Aku mengambil salah satu gambar laki-laki itu yang ku ambil kemarin untuk memastikan apa yang di hadapanku sekarang benar-benar laki-laki itu. ini benar-benar nyata. Aku mengamati wajahnya lebih jelas, dia punya lesung pipi yang lumayan dalam tapi tidak telalu dalam, bibir yang tipis, dagu yang runcing, mata di bilang sipit tidak, tapi di bilang bulat, juga tidak dan Astaga matanya biru seperti lautan. Poninya terlihat sedikit menutupi matanya. Dia terlihat sangat tampan dari sini. Ah momen ini tidak boleh di sia-siakan, aku memutuskan mengambil polaroidku dari tas tanganku dan mengambil beberapa gambar dari laki-laki itu.

Tiba-tiba saja laki-laki itu menoleh ke arahku. Dengan cepat aku menyembunyikan polaroidku dan memalingkan wajah kearah lain. Dan saat dia kembali membaca bukunya, aku memasukkan kembali polaroidku dalam tas tanganku.

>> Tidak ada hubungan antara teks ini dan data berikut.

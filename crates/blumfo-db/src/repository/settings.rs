//! # Settings Repository
//!
//! Key-value settings storage, one JSON blob per (tenant, key).
//!
//! ## Known Keys
//! | Key                  | Type                    | Default                 |
//! |----------------------|-------------------------|-------------------------|
//! | `numbering.invoice`  | `NumberingConfig`       | padding 3, sequence 1   |
//! | `numbering.quote`    | `NumberingConfig`       | padding 3, sequence 1   |
//! | `payment_terms`      | `PaymentTerms`          | net 30                  |
//! | `reminder_schedules` | `Vec<ReminderSchedule>` | empty                   |
//!
//! ## Read Semantics
//! Reads never fail on bad data: a missing row or a blob that no longer
//! deserializes (schema drift from an older version) coerces to the
//! default, and the next save overwrites it. Writes still surface
//! serialization errors.

use sqlx::SqlitePool;
use tracing::{debug, warn};

use crate::error::DbResult;
use blumfo_core::{NumberingConfig, PaymentTerms, ReminderSchedule};

const KEY_NUMBERING_INVOICE: &str = "numbering.invoice";
const KEY_NUMBERING_QUOTE: &str = "numbering.quote";
const KEY_PAYMENT_TERMS: &str = "payment_terms";
const KEY_REMINDER_SCHEDULES: &str = "reminder_schedules";

/// Repository for settings storage.
#[derive(Debug, Clone)]
pub struct SettingsRepository {
    pool: SqlitePool,
}

impl SettingsRepository {
    /// Creates a new SettingsRepository.
    pub fn new(pool: SqlitePool) -> Self {
        SettingsRepository { pool }
    }

    // =========================================================================
    // Raw Access
    // =========================================================================

    /// Gets the raw JSON value for a key.
    pub async fn get_raw(&self, tenant_id: &str, key: &str) -> DbResult<Option<String>> {
        let value: Option<String> = sqlx::query_scalar(
            "SELECT value FROM settings WHERE tenant_id = ?1 AND key = ?2",
        )
        .bind(tenant_id)
        .bind(key)
        .fetch_optional(&self.pool)
        .await?;

        Ok(value)
    }

    /// Sets the raw JSON value for a key (upsert).
    pub async fn set_raw(&self, tenant_id: &str, key: &str, value: &str) -> DbResult<()> {
        debug!(key = %key, "Saving setting");

        sqlx::query(
            r#"
            INSERT INTO settings (tenant_id, key, value, updated_at)
            VALUES (?1, ?2, ?3, datetime('now'))
            ON CONFLICT(tenant_id, key) DO UPDATE SET
                value = excluded.value,
                updated_at = excluded.updated_at
            "#,
        )
        .bind(tenant_id)
        .bind(key)
        .bind(value)
        .execute(&self.pool)
        .await?;

        Ok(())
    }

    /// Deserializes a stored blob, falling back to the default on any
    /// missing or malformed value.
    async fn get_or_default<T>(&self, tenant_id: &str, key: &str) -> DbResult<T>
    where
        T: serde::de::DeserializeOwned + Default,
    {
        let raw = self.get_raw(tenant_id, key).await?;

        Ok(match raw {
            None => T::default(),
            Some(blob) => serde_json::from_str(&blob).unwrap_or_else(|e| {
                warn!(key = %key, error = %e, "Unreadable setting, using default");
                T::default()
            }),
        })
    }

    async fn set_json<T: serde::Serialize>(
        &self,
        tenant_id: &str,
        key: &str,
        value: &T,
    ) -> DbResult<()> {
        let blob = serde_json::to_string(value)?;
        self.set_raw(tenant_id, key, &blob).await
    }

    // =========================================================================
    // Typed Accessors
    // =========================================================================

    /// Gets the invoice numbering configuration.
    pub async fn invoice_numbering(&self, tenant_id: &str) -> DbResult<NumberingConfig> {
        self.get_or_default(tenant_id, KEY_NUMBERING_INVOICE).await
    }

    /// Saves the invoice numbering configuration.
    ///
    /// Called by the user from the settings screen, and by the issue flow
    /// after every successful issue to persist the advanced sequence.
    pub async fn set_invoice_numbering(
        &self,
        tenant_id: &str,
        config: &NumberingConfig,
    ) -> DbResult<()> {
        self.set_json(tenant_id, KEY_NUMBERING_INVOICE, config).await
    }

    /// Gets the quote numbering configuration.
    pub async fn quote_numbering(&self, tenant_id: &str) -> DbResult<NumberingConfig> {
        self.get_or_default(tenant_id, KEY_NUMBERING_QUOTE).await
    }

    /// Saves the quote numbering configuration.
    pub async fn set_quote_numbering(
        &self,
        tenant_id: &str,
        config: &NumberingConfig,
    ) -> DbResult<()> {
        self.set_json(tenant_id, KEY_NUMBERING_QUOTE, config).await
    }

    /// Gets the default payment terms.
    pub async fn payment_terms(&self, tenant_id: &str) -> DbResult<PaymentTerms> {
        self.get_or_default(tenant_id, KEY_PAYMENT_TERMS).await
    }

    /// Saves the default payment terms.
    pub async fn set_payment_terms(&self, tenant_id: &str, terms: &PaymentTerms) -> DbResult<()> {
        self.set_json(tenant_id, KEY_PAYMENT_TERMS, terms).await
    }

    /// Gets the configured reminder schedules.
    pub async fn reminder_schedules(&self, tenant_id: &str) -> DbResult<Vec<ReminderSchedule>> {
        self.get_or_default(tenant_id, KEY_REMINDER_SCHEDULES).await
    }

    /// Saves the reminder schedules, keeping at most one marked default.
    ///
    /// If several schedules claim the default flag, only the first keeps it.
    pub async fn set_reminder_schedules(
        &self,
        tenant_id: &str,
        schedules: &[ReminderSchedule],
    ) -> DbResult<()> {
        let mut schedules = schedules.to_vec();
        let mut seen_default = false;
        for schedule in &mut schedules {
            if schedule.is_default {
                if seen_default {
                    schedule.is_default = false;
                } else {
                    seen_default = true;
                }
            }
        }

        self.set_json(tenant_id, KEY_REMINDER_SCHEDULES, &schedules).await
    }

    /// Gets the default reminder schedule, if one is configured and enabled.
    pub async fn default_reminder_schedule(
        &self,
        tenant_id: &str,
    ) -> DbResult<Option<ReminderSchedule>> {
        let schedules = self.reminder_schedules(tenant_id).await?;
        Ok(schedules.into_iter().find(|s| s.is_default && s.enabled))
    }
}

// =============================================================================
// Unit Tests
// =============================================================================

#[cfg(test)]
mod tests {
    use super::*;
    use crate::pool::{Database, DbConfig};
    use blumfo_core::{ReminderTrigger, SequenceReset, TriggerKind, DEFAULT_TENANT_ID};

    #[tokio::test]
    async fn test_numbering_round_trip() {
        let db = Database::new(DbConfig::in_memory()).await.unwrap();
        let repo = db.settings();

        // Unset key yields the default
        let config = repo.invoice_numbering(DEFAULT_TENANT_ID).await.unwrap();
        assert_eq!(config.padding, 3);
        assert_eq!(config.sequence_number, 1);

        let config = NumberingConfig {
            prefix: "FACT-2024-".to_string(),
            suffix: String::new(),
            padding: 4,
            sequence_number: 42,
            reset: SequenceReset::Yearly,
            year: 2024,
        };
        repo.set_invoice_numbering(DEFAULT_TENANT_ID, &config)
            .await
            .unwrap();

        let found = repo.invoice_numbering(DEFAULT_TENANT_ID).await.unwrap();
        assert_eq!(found.prefix, "FACT-2024-");
        assert_eq!(found.sequence_number, 42);
        assert_eq!(found.reset, SequenceReset::Yearly);

        // Quote numbering is a separate key
        let quote = repo.quote_numbering(DEFAULT_TENANT_ID).await.unwrap();
        assert_eq!(quote.sequence_number, 1);
    }

    #[tokio::test]
    async fn test_malformed_blob_coerces_to_default() {
        let db = Database::new(DbConfig::in_memory()).await.unwrap();
        let repo = db.settings();

        repo.set_raw(DEFAULT_TENANT_ID, "payment_terms", "{not json")
            .await
            .unwrap();

        let terms = repo.payment_terms(DEFAULT_TENANT_ID).await.unwrap();
        assert_eq!(terms.due_days, 30);
    }

    #[tokio::test]
    async fn test_single_default_schedule_enforced() {
        let db = Database::new(DbConfig::in_memory()).await.unwrap();
        let repo = db.settings();

        let schedule = |name: &str| ReminderSchedule {
            id: name.to_string(),
            name: name.to_string(),
            enabled: true,
            is_default: true,
            triggers: vec![ReminderTrigger {
                id: format!("{name}-t1"),
                kind: TriggerKind::DaysAfterDue,
                offset_days: 7,
            }],
        };

        repo.set_reminder_schedules(DEFAULT_TENANT_ID, &[schedule("soft"), schedule("firm")])
            .await
            .unwrap();

        let schedules = repo.reminder_schedules(DEFAULT_TENANT_ID).await.unwrap();
        assert_eq!(schedules.len(), 2);
        assert!(schedules[0].is_default);
        assert!(!schedules[1].is_default);

        let default = repo
            .default_reminder_schedule(DEFAULT_TENANT_ID)
            .await
            .unwrap()
            .unwrap();
        assert_eq!(default.name, "soft");
    }
}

Aku mengambil salah satu buku yang kuambil dan membukanya lebar, tepat dibawah mataku, menutupi sebagian wajahku. Alis ku terangkat ketika melihat sampul buku yang dibaca laki-laki itu. Dan seketika aku membalikkan buku yang sedang terbuka manis menutupi sebagian wajahku. Astaga buku kami sama. Kali ini aku benar-benar percaya bahwa ini adalah rencana Tuhan. Tapi itu tidak penting.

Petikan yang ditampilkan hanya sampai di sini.